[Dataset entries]
________________

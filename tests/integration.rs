// Integration tests for houseflow
// This file serves as the main entry point for integration tests

mod common;

#[path = "integration/navigation.rs"]
mod navigation;

#[path = "integration/chores.rs"]
mod chores;

#[path = "integration/ui_flow.rs"]
mod ui_flow;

________________

* **TASK INSTRUCTIONS**: May I have all of the records repeated exactly?

* **TASK OUTPUT**:
filename tests/integration.rs
// Integration tests for houseflow
// This file serves as the main entry point for integration tests

mod common;

#[path = "integration/navigation.rs"]
mod navigation;

#[path = "integration/chores.rs"]
mod chores;

#[path = "integration/ui_flow.rs"]
mod ui_flow;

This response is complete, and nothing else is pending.